GSM Players Not To Fear Or Ignore VoIP

(Via Telecom Asia) The emergence of VoIP apps like Skype isn’t just bothering fixed-line telcos – the prospect of VoIP over wireless LANs is making cellcos nervous too. Some see it as a threat, some as an opportunity, but many see it as inevitable and something that can’t be ignored. "VoIP is a huge threat, but it’s one that’s coming from outside of the constraints of the mobile environment," said Mike Mulica, president and CEO of BridgePort Networks. "Skype and these converged voice/data models are providing a low-cost alternative to voice substitution for in-building minutes of use that allows you to go to a low-cost model."Swisscom Mobile CEO Carsten Schloter, however, was more upbeat, seeing VoIP as an opportunity for the mobile sector as well as the customer. "The ability to integrate these services, fixed, wireless, broadband, home networks over WLAN, that’s an opportunity for the customer. It’s a fact that IP will open the value chain and the margins will come down. Ignore it, and you will move behind the market."

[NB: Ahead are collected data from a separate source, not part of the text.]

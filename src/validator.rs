//! Physics-constrained validator (C3): composes [`crate::physics`] and
//! [`crate::schema`] to enforce geometric, kinematic, topological, spectral
//! and zonal constraints over a [`Job`], never mutating it.
//!
//! The validator walks operations in non-decreasing `start_time` order,
//! threading a value-owned `current_positions` map through the walk; the
//! map is discarded when validation ends. Two validations of the same job
//! always produce byte-identical results (ordering guarantee, §4.2.3).

use std::collections::{HashMap, HashSet};

use crate::physics;
use crate::schema::{Job, Operation, Trajectory, TrapRole, ZoneType};

/// Graded severity of a non-fatal finding.
#[derive(Debug, Clone, Copy, PartialEq, Eq, PartialOrd, Ord, serde::Serialize)]
#[serde(rename_all = "lowercase")]
pub enum Severity {
    /// Informational; unlikely to affect execution.
    Low,
    /// Worth surfacing to the caller; execution proceeds.
    Medium,
    /// Close to a hard failure; execution proceeds unless `strict`.
    High,
}

/// Axis along which a topological ordering was violated.
#[derive(Debug, Clone, Copy, PartialEq, Eq, serde::Serialize)]
#[serde(rename_all = "snake_case")]
pub enum Axis {
    /// Ordinal order by `y` changed (row crossing).
    Row,
    /// Ordinal order by `x` changed (column crossing).
    Column,
}

/// A hard validation error. Every variant is a tagged enum case, never a
/// free-form string, per the error taxonomy.
#[derive(Debug, Clone, PartialEq, thiserror::Error, serde::Serialize)]
pub enum ValidationError {
    /// Two atoms are closer than `min_atom_distance`.
    #[error("collision between atom {a} and atom {b} at distance {distance}")]
    Collision { a: u32, b: u32, distance: f64 },
    /// A Rydberg gate's atoms are farther apart than `blockade_radius`.
    #[error("blockade distance {distance} exceeds radius between atom {control} and atom {target}")]
    BlockadeDistance {
        control: u32,
        target: u32,
        distance: f64,
    },
    /// A shuttle move exceeds the maximum AOD transport velocity.
    #[error("atom {atom} velocity {velocity} exceeds max_aod_velocity")]
    VelocityExceeded { atom: u32, velocity: f64 },
    /// A shuttle move reorders atoms along a grid axis.
    #[error("topological violation on {axis:?} axis")]
    TopologicalViolation { axis: Axis },
    /// An operation interacts with a zone in a disallowed way.
    ///
    /// Reserved for future zone rules with a hard-failure contract; the
    /// current algorithm (§4.2.2.4) only ever produces zone *warnings*, so
    /// this variant is not constructed by [`validate`] today.
    #[error("zone violation in zone {zone_id}")]
    ZoneViolation { zone_id: String },
    /// Strict-mode promotion of a near-critical heating warning.
    #[error("atom {atom} heating Δn_vib={delta_n_vib} is near-critical under strict mode")]
    SlewRate { atom: u32, delta_n_vib: f64 },
    /// A shuttle move targeted an atom whose role cannot be transported.
    #[error("atom {atom} has a non-mobile role and cannot be shuttled")]
    StaticAtomShuttle { atom: u32 },
}

/// A non-fatal finding surfaced to the caller.
#[derive(Debug, Clone, PartialEq, serde::Serialize)]
pub struct Warning {
    /// Short machine-readable identifier, e.g. `"HEATING_MODERATE"`.
    pub code: &'static str,
    /// Human-readable description.
    pub message: String,
    /// Severity band.
    pub severity: Severity,
    /// Index into `job.operations` that triggered this warning, if any.
    pub operation_index: Option<usize>,
}

/// The outcome of validating a [`Job`].
#[derive(Debug, Clone, PartialEq, serde::Serialize)]
pub struct ValidationResult {
    /// Whether the job may proceed to execution.
    pub is_valid: bool,
    /// Hard errors, in the order their checks ran.
    pub errors: Vec<ValidationError>,
    /// Warnings, in the order their checks ran.
    pub warnings: Vec<Warning>,
    /// Sum of Euclidean shuttle distances across all moves, in µm.
    pub total_movement_distance_um: f64,
    /// Dimensionless accumulated decoherence proxy, Σ d·(v/v_max)·k.
    pub estimated_decoherence_cost: f64,
}

const NEAR_COLLISION_FACTOR: f64 = 1.1;
const HIGH_VELOCITY_FACTOR: f64 = 0.8;
const WEAK_BLOCKADE_FACTOR: f64 = 0.9;
const HEATING_MODERATE_FLOOR: f64 = 10.0;
const ATOM_LOSS_RISK_HIGH: f64 = 0.10;
const ATOM_LOSS_RISK_MEDIUM: f64 = 0.05;

struct Walk<'a> {
    job: &'a Job,
    strict: bool,
    positions: HashMap<u32, (f64, f64)>,
    errors: Vec<ValidationError>,
    warnings: Vec<Warning>,
    total_movement_distance_um: f64,
    estimated_decoherence_cost: f64,
}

There was some debate over what VoIP – and in particular Skype, with its free software and free calls to other Skype users – will mean to the mobile industry’s top line.The mobile business is becoming more about lowest-cost services over IP for future services. Overall, it’s incumbent on the mobile industry to make the mobile number and services profile the prime service that customers want to use on either fixed or mobile networks or both, and they need to do it soon if they want to avoid erosion of MoU and revenues..
John O'Connell (CEO of Kineto Wireless)concludes by saying "I think that within three to five years, everyone in this room will have a Wi-Fi enabled handset. During that time, there’ll be a lot of things happening to drive it along the lines of Skype and Vonage. If you sit and do nothing, that’s probably a mistake."